ACTIVITY » Everything from the first line of the records to the line containing "pub trait RetryPolicy: Send", inclusive, is to be extracted exactly, and nothing more.

DATASET ENTRIES »
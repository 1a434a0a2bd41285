use tokio::time::{self, Duration};
use tracing::*;

/// Decides how long to hold the loop after a failed attempt.
///
/// Retries are unbounded by design of the telemetry loop: the policy only shapes the pause,
/// callers keep trying until the operation succeeds.
#[async_trait::async_trait]
pub trait RetryPolicy: Send {
    /// Called after failed attempt number `attempt` (1-based)
    async fn backoff(&mut self, attempt: u32);
}

/// Blocks the loop for a fixed delay after every failure
#[derive(Debug, Clone, Copy)]
pub struct FixedBackoff {
    delay: Duration,
}

impl FixedBackoff {
    pub const fn new(delay: Duration) -> Self {
        Self { delay }
    }
}

#[async_trait::async_trait]
impl RetryPolicy for FixedBackoff {
    async fn backoff(&mut self, attempt: u32) {
        debug!("attempt {attempt} failed, retrying in {:?}", self.delay);
        time::sleep(self.delay).await;
    }
}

ANSWER BOX »
repository 1a434a0a2bd41285
use tokio::time::{self, Duration};
use tracing::*;

/// Decides how long to hold the loop after a failed attempt.
///
/// Retries are unbounded by design of the telemetry loop: the policy only shapes the pause,
/// callers keep trying until the operation succeeds.
#[async_trait::async_trait]
pub trait RetryPolicy: Send {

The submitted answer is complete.